The trial court had before it facts sufficient to support its findings. There is no privilege to disobey a court’s order because the alleged contemnor believes that it is invalid. Cologne v. Westfarms Associates, 197 Conn. 141, 148, 496 A.2d 476 (1985). A fortiori, such an order may not be disobeyed simply because the alleged contemnor believes that it should not be obeyed. A contempt proceeding does not open to reconsideration the legal or factual basis of the order alleged to have been disobeyed and thus become a retrial of the original controversy. Department of Health Services v. CHRO, 198 Conn. 479, 487, 503 A.2d 1151 (1986). The plaintiff had the power to obey the orders of the trial court, and that court did not err in finding that her violations of its orders were wilful.
Finally, the plaintiff claims that the trial court erred in imposing costs, attorney’s fees and fines upon the plaintiff.
*125This court’s role in reviewing an order of contempt is very limited. Adjudications of contempt are final and may be reviewed only on questions of jurisdiction such as whether the court had authority to impose the punishment inflicted or whether the act for which the penalty was imposed could constitute a contempt. Fox v. First Bank, 198 Conn. 34, 39, 501 A.2d 747 (1985); Friedlander v. Friedlander, 191 Conn. 81, 84, 463 A.2d 587 (1983).
The penalties that may be imposed arise from the inherent common law power of the court to coerce compliance with its orders. Papa v. New Haven Federation of Teachers, 186 Conn. 725, 737, 444 A.2d 196 (1982). The court has the power to fine one who has been found in contempt; Friedlander v. Friedlander, supra, 86; and to enforce compliance through appropriate sanctions. Blaydes v. Blaydes, 187 Conn. 464, 467, 446 A.2d 825 (1982). In addition, General Statutes § 52-256b permits the awarding of reasonable attorney’s fees and court costs to a petitioner upon a finding of contempt. Considering the number of contempt motions filed by the grandparents and the violations found by the court, we cannot say that the orders were an abuse of discretion. A court may use its own general knowledge of what would be a reasonable attorney’s fee. Appliances, Inc. v. Yost, 186 Conn. 673, 680, 443 A.2d 486 (1982). Here, the court ordered attorney’s fees for the proceedings over which it had presided on December 17, 1987, and January 14, 1988. We find no abuse of discretion in these orders.
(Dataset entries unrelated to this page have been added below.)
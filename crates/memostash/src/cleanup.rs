//! Garbage collection of cache entries.
//!
//! An engine remembers every key it looked up. Entries with any other key were not needed by
//! this engine instance and can be removed with [`Memoizer::clean_unused`]. Run it after all
//! calls were started, otherwise entries of calls that are still to come are removed as well.

use std::collections::HashSet;

use crate::cache_key::CacheKey;
use crate::error::MemoError;
use crate::memoizer::{Computation, Memoizer};
use crate::store::{EntryFile, Store, catch_not_found};

/// The files and directories removed or kept by a cleanup run.
#[derive(Debug, Clone, Copy, Default, PartialEq, Eq)]
pub struct CleanupStats {
    pub removed_dirs: usize,
    pub removed_files: usize,
    pub removed_bytes: u64,

    pub retained_dirs: usize,
    pub retained_files: usize,
    pub retained_bytes: u64,
}

impl CleanupStats {
    fn record_removed(&mut self, file: &EntryFile, size: u64) {
        if file.is_dir {
            self.removed_dirs += 1;
        } else {
            self.removed_files += 1;
        }
        self.removed_bytes += size;
    }

    fn record_retained(&mut self, file: &EntryFile, size: u64) {
        if file.is_dir {
            self.retained_dirs += 1;
        } else {
            self.retained_files += 1;
        }
        self.retained_bytes += size;
    }

    fn log(&self) {
        tracing::info!(
            "Retained {} directories and {} files, totaling {} bytes",
            self.retained_dirs,
            self.retained_files,
            self.retained_bytes,
        );
        tracing::info!(
            "Removed {} directories and {} files, totaling {} bytes",
            self.removed_dirs,
            self.removed_files,
            self.removed_bytes
        );
    }
}

impl Store {
    /// Removes every entry whose key is not in `used`, including all of its artifacts.
    ///
    /// Files that do not belong to an entry are left alone. If `dry_run` is `true`, nothing is
    /// actually deleted. Failing to remove a single file is logged and does not stop the run.
    pub fn remove_unused(
        &self,
        used: &HashSet<CacheKey>,
        dry_run: bool,
    ) -> Result<CleanupStats, MemoError> {
        tracing::info!("Cleaning up cache directory `{}`", self.root().display());

        let mut stats = CleanupStats::default();
        for file in self.scan()? {
            tracing::trace!("Checking file `{}`", file.path.display());
            let size = match file.disk_usage() {
                Ok(size) => size,
                Err(e) => {
                    tracing::error!(path = %file.path.display(), "Failed to stat cache file: {:?}", e);
                    0
                }
            };

            if used.contains(&file.key) {
                stats.record_retained(&file, size);
                continue;
            }

            tracing::debug!("Removing file `{}`", file.path.display());
            if !dry_run {
                if let Err(e) = catch_not_found(|| file.remove()) {
                    tracing::error!(path = %file.path.display(), "Failed to clean cache file: {:?}", e);
                    stats.record_retained(&file, size);
                    continue;
                }
            }
            stats.record_removed(&file, size);
        }

        tracing::info!("Cleaning up `{}` complete", self.root().display());
        stats.log();
        Ok(stats)
    }

    /// Removes every entry in the cache directory.
    pub fn purge(&self, dry_run: bool) -> Result<CleanupStats, MemoError> {
        self.remove_unused(&HashSet::new(), dry_run)
    }
}

impl<C: Computation> Memoizer<C> {
    /// Removes all entries that were not looked up by this engine.
    ///
    /// If `dry_run` is `true`, no files will actually be deleted.
    pub fn clean_unused(&self, dry_run: bool) -> Result<CleanupStats, MemoError> {
        self.store().remove_unused(&self.used_keys(), dry_run)
    }

    /// Removes all entries, used or not.
    pub fn purge(&self) -> Result<CleanupStats, MemoError> {
        self.store().purge(false)
    }
}
//! Helpers for testing `memostash` and its computations.
//!
//! Always call [`setup`] at the start of a test to capture logs.

use std::fs;
use std::io;
use std::path::Path;

use filetime::FileTime;
use tracing_subscriber::filter::EnvFilter;
use tracing_subscriber::fmt::fmt;

pub use tempfile::TempDir;

/// Setup the test environment.
///
/// Initializes logs: The logger only captures logs from the `memostash` crate and mutes all
/// other logs. Logs are written to the test output, so they only show for failing tests.
pub fn setup() {
    fmt()
        .with_env_filter(EnvFilter::new("memostash=trace"))
        .with_target(false)
        .pretty()
        .with_test_writer()
        .try_init()
        .ok();
}

/// Creates a temporary directory.
///
/// The directory is deleted when the [`TempDir`] instance is dropped, unless
/// [`into_path`](TempDir::into_path) is called. Use it as a guard to automatically clean up after
/// tests.
pub fn tempdir() -> TempDir {
    TempDir::new().unwrap()
}

/// Writes `contents` to the file at `path`, creating parent directories as needed.
pub fn write_file(path: impl AsRef<Path>, contents: impl AsRef<[u8]>) {
    let path = path.as_ref();
    if let Some(parent) = path.parent() {
        fs::create_dir_all(parent).unwrap();
    }
    fs::write(path, contents).unwrap();
}

/// Moves the modification time of the file at `path` by `seconds`, leaving its contents alone.
///
/// Filesystems with coarse timestamps may not register two writes in quick succession, so
/// tests use this to simulate an edit deterministically.
pub fn touch(path: impl AsRef<Path>, seconds: i64) -> io::Result<()> {
    let path = path.as_ref();
    let mtime = FileTime::from_last_modification_time(&path.metadata()?);
    let moved = FileTime::from_unix_time(mtime.unix_seconds() + seconds, mtime.nanoseconds());
    filetime::set_file_mtime(path, moved)
}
The plaintiff claims that she has no assets and that she is on welfare and unable to purge herself by payment. No financial affidavit was proffered on January 14, 1988, and the plaintiff has not called to our attention any evidence of her financial condition at that time. No objection was made at the time of the order that the court had not considered the financial condi*126tion of the parties, and no testimony was offered by either party on the subject. Thus, the trial court was invited to focus solely on the merits of the request and we will not review a claim made at this stage of the proceedings that the plaintiff does not have the means of payment. Bielen v. Bielen, 12 Conn. App. 513, 515, 531 A.2d 941 (1987).
There is no error.
In this opinion the other judges concurred.